:: RECORDS PROVIDED
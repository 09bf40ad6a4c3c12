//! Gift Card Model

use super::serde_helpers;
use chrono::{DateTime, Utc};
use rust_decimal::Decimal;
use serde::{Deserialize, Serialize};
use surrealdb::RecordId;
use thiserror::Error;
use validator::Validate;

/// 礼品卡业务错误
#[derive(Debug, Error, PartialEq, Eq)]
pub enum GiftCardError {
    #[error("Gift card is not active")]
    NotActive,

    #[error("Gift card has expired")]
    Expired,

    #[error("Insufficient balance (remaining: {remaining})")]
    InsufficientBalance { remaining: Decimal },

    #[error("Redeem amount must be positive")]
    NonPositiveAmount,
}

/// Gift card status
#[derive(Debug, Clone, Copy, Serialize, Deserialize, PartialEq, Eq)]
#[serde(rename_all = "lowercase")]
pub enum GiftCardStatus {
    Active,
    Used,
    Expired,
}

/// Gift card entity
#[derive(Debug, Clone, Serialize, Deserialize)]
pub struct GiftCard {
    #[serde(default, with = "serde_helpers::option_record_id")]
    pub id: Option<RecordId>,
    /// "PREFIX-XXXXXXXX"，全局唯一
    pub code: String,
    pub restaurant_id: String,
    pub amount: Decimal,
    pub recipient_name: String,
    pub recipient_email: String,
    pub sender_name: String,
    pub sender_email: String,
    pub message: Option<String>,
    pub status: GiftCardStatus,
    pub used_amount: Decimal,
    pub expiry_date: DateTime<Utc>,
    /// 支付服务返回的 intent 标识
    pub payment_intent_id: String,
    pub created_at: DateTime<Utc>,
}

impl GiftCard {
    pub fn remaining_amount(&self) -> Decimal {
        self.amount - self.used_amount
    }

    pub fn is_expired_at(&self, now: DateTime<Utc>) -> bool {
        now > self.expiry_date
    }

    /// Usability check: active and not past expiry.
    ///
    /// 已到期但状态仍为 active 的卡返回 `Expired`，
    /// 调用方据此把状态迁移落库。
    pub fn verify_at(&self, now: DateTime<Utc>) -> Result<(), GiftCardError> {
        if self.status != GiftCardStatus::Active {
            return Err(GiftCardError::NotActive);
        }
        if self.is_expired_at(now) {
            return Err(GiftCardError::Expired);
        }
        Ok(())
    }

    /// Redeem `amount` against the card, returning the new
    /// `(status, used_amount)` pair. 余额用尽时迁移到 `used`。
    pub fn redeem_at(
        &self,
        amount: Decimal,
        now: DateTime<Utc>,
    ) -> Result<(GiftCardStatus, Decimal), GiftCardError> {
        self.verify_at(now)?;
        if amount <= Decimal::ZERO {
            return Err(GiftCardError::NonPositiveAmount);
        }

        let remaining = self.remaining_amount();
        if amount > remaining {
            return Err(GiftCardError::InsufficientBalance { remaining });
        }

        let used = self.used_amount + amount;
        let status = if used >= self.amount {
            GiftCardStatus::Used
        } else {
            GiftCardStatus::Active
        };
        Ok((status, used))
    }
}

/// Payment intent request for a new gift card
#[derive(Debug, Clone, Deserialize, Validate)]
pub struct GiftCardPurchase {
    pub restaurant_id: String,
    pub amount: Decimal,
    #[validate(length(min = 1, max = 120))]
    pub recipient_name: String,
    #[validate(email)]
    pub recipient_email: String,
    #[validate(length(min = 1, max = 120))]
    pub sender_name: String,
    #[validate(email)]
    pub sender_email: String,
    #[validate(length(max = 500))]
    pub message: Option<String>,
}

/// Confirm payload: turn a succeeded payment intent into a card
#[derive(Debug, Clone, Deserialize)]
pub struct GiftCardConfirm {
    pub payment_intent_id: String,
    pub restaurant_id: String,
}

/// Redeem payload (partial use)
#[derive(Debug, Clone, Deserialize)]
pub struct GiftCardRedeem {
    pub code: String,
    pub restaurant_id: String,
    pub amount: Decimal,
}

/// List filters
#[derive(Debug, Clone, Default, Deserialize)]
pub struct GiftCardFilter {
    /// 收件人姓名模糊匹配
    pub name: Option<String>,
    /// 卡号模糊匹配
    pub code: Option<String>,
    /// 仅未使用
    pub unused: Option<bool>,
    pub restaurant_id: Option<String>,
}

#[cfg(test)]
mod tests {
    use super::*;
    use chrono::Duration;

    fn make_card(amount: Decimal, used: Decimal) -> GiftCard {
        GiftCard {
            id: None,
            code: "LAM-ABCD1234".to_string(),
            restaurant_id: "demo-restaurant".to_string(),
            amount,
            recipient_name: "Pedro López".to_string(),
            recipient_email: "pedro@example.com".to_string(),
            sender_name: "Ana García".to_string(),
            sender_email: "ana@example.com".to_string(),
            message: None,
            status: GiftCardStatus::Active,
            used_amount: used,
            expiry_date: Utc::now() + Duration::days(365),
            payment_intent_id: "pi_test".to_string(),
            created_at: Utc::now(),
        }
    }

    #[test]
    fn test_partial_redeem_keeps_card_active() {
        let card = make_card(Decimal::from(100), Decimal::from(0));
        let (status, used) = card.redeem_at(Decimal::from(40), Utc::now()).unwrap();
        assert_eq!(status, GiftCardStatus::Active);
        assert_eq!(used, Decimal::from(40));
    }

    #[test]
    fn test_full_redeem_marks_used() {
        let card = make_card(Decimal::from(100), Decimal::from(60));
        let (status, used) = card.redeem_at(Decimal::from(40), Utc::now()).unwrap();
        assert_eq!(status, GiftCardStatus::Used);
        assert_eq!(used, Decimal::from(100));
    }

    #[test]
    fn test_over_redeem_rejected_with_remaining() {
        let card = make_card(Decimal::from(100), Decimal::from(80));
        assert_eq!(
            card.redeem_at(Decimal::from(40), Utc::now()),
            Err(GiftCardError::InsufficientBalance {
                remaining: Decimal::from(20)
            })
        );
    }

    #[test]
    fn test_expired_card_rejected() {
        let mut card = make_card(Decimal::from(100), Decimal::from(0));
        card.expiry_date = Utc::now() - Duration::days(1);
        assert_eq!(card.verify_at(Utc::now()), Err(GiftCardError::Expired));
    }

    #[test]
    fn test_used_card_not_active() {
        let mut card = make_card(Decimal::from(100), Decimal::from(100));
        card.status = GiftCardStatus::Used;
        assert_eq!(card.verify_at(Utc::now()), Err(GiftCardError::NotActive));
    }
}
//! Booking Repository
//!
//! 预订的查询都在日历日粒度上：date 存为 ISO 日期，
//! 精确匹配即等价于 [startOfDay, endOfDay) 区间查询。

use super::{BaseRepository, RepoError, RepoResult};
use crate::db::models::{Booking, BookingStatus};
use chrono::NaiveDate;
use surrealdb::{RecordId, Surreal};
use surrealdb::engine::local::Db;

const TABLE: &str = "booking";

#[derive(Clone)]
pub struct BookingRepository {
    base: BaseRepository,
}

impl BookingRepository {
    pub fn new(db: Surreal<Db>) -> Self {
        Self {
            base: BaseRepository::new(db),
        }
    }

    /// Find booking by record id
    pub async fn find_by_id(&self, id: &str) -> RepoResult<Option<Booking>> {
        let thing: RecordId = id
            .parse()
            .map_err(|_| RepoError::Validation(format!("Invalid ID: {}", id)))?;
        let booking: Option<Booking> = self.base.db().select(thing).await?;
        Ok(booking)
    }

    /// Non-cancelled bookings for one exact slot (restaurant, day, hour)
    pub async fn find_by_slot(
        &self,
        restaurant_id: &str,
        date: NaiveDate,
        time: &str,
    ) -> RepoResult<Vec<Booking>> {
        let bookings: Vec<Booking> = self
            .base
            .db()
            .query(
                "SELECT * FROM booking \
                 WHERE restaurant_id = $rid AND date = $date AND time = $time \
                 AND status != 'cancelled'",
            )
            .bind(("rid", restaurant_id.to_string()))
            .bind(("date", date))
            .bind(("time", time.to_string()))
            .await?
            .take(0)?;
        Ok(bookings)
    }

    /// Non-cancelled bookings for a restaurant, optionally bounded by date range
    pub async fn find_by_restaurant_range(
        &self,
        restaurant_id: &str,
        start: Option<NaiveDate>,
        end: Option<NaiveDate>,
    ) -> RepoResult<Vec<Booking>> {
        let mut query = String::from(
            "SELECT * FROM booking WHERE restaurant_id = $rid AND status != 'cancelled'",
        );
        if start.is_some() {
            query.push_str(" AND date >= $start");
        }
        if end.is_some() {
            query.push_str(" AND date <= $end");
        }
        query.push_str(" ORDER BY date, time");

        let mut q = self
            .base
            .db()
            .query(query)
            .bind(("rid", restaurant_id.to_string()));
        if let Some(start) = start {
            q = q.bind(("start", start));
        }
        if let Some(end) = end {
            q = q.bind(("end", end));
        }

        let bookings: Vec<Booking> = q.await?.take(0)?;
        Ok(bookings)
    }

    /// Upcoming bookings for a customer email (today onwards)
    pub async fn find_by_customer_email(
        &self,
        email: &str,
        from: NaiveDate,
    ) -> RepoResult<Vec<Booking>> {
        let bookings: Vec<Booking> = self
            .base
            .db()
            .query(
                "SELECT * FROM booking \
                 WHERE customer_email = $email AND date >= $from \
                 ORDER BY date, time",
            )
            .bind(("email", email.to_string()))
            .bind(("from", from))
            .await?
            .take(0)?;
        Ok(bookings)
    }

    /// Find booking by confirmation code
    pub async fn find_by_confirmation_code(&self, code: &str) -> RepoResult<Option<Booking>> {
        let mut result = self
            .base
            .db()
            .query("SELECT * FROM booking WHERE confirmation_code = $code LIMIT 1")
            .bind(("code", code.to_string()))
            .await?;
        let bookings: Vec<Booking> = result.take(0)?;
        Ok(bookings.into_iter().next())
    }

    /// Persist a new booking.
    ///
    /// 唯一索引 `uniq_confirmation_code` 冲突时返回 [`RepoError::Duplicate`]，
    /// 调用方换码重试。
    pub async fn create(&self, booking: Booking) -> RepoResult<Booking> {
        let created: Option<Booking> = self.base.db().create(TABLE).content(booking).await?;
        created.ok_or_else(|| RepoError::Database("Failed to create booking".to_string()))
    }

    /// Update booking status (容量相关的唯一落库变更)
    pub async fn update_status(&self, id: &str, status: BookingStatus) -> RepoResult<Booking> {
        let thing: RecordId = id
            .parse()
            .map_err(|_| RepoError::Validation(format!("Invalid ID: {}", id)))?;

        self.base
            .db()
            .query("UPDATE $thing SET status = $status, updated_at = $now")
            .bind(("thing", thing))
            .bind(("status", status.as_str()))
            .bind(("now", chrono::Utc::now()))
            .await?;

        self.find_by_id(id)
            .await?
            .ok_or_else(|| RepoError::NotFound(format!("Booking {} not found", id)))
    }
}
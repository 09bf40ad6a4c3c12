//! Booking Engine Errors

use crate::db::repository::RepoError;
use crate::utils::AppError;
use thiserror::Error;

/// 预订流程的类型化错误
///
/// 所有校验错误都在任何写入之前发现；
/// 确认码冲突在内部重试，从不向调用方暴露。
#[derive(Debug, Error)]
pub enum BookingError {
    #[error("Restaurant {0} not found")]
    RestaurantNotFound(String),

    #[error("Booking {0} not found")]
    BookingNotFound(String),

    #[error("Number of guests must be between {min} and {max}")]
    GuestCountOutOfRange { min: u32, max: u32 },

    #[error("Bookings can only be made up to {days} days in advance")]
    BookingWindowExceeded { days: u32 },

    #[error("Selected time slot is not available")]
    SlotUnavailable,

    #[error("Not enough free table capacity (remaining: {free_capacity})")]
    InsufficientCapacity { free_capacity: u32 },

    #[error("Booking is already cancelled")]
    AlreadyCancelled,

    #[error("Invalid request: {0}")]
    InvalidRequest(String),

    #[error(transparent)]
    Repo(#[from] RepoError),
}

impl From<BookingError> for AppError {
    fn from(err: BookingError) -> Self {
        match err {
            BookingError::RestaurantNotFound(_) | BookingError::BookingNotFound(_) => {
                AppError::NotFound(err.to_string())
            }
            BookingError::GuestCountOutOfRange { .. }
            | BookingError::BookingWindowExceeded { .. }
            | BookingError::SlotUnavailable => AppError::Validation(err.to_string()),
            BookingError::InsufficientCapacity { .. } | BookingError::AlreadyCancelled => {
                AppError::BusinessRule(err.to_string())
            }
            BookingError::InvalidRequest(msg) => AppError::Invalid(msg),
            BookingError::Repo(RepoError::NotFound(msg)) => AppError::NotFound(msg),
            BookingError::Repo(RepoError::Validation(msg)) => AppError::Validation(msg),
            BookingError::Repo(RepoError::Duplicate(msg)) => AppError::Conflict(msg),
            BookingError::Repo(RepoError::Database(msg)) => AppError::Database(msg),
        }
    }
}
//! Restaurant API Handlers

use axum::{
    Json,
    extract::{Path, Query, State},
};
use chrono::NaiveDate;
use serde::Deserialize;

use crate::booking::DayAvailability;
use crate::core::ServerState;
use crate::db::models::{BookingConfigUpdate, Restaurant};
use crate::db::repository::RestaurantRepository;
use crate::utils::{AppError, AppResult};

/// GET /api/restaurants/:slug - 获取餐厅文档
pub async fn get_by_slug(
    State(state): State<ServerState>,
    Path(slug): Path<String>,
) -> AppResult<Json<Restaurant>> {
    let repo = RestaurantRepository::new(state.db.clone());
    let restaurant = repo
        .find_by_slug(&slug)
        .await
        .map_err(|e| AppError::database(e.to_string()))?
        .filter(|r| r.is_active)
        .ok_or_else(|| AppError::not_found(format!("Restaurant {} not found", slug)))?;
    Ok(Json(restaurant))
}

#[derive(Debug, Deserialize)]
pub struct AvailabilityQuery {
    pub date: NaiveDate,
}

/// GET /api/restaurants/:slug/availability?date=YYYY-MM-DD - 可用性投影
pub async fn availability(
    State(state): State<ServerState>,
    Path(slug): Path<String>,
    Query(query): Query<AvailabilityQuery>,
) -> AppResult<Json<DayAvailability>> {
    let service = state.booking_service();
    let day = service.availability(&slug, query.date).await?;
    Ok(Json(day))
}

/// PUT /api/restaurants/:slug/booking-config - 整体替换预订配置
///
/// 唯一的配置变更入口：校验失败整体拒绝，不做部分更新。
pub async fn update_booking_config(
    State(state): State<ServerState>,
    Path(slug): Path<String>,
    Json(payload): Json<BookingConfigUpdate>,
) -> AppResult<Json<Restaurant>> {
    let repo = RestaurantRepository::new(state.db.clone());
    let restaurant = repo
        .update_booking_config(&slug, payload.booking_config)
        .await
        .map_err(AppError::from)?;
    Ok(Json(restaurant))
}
::::
:: RECORDS PROVIDED
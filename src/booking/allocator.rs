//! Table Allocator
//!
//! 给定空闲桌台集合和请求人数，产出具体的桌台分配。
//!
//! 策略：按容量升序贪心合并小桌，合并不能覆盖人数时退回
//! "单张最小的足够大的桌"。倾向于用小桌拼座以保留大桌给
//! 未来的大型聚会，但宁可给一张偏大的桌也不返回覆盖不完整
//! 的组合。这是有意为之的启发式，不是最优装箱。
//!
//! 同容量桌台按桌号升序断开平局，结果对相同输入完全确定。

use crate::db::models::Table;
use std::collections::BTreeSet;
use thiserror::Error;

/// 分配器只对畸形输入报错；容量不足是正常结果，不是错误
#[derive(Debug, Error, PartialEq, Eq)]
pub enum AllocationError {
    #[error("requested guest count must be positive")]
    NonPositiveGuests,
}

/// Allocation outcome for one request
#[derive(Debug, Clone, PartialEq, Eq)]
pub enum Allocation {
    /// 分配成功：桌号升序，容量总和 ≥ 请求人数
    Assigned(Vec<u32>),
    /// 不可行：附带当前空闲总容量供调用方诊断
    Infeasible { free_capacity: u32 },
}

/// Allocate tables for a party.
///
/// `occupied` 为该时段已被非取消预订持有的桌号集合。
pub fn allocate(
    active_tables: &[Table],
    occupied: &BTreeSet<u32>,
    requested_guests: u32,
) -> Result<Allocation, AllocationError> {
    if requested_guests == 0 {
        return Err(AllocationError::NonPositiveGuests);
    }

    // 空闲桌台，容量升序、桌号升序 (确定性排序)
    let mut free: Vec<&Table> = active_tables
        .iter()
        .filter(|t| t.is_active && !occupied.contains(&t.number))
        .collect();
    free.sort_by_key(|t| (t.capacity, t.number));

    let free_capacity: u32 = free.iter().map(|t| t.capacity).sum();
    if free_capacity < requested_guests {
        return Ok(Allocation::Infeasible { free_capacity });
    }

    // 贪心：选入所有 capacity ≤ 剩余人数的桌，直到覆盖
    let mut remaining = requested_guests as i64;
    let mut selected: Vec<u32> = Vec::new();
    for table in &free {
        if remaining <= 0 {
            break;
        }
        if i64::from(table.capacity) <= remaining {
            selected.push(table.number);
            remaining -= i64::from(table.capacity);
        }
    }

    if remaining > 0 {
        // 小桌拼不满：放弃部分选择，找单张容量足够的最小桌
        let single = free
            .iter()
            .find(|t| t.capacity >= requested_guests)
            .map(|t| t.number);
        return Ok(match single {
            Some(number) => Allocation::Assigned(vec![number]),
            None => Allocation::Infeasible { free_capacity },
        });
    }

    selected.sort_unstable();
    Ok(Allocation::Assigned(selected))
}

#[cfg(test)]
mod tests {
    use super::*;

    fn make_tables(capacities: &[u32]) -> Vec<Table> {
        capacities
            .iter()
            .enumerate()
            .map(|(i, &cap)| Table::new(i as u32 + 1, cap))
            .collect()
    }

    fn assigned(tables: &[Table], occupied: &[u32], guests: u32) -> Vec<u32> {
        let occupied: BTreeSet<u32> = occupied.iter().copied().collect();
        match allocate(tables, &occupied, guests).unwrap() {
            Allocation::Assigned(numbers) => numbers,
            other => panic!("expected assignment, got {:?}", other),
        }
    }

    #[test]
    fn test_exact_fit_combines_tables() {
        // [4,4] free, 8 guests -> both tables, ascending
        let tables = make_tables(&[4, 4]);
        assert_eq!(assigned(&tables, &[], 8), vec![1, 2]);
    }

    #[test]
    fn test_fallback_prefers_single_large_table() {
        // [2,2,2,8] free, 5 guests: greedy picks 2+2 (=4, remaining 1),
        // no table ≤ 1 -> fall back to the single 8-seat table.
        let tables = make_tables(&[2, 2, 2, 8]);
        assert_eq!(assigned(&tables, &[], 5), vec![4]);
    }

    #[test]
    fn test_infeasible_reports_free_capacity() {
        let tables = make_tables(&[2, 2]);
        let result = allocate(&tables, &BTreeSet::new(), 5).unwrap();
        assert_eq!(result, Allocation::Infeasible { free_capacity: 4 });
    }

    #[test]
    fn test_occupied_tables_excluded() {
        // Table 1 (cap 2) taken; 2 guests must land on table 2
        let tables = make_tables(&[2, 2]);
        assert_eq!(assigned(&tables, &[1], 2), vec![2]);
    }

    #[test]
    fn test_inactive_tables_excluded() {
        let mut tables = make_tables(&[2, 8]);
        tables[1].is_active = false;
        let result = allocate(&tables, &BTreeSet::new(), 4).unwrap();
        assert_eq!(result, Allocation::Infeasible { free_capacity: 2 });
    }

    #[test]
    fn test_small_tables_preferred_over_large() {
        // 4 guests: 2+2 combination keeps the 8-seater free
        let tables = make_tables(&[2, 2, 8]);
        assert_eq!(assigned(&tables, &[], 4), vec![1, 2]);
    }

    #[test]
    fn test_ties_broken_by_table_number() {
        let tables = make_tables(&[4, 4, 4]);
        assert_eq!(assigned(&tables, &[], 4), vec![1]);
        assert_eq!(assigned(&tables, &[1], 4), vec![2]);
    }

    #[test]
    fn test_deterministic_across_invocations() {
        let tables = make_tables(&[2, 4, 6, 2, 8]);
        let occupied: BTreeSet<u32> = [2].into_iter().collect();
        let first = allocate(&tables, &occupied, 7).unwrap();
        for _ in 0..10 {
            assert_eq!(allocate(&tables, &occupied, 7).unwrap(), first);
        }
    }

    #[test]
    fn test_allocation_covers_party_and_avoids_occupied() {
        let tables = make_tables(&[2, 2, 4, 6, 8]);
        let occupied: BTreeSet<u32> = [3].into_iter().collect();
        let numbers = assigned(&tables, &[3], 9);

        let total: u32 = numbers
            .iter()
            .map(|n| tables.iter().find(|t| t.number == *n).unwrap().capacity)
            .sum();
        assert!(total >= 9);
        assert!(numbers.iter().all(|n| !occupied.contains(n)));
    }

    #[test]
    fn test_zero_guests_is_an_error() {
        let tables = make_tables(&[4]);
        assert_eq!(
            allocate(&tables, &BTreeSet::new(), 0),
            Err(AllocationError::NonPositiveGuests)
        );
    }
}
::::
• EXERCISE DIRECTIONS: Say how many lines of the records include the string "format"; the number alone is enough.

• EXERCISE RESULT: 4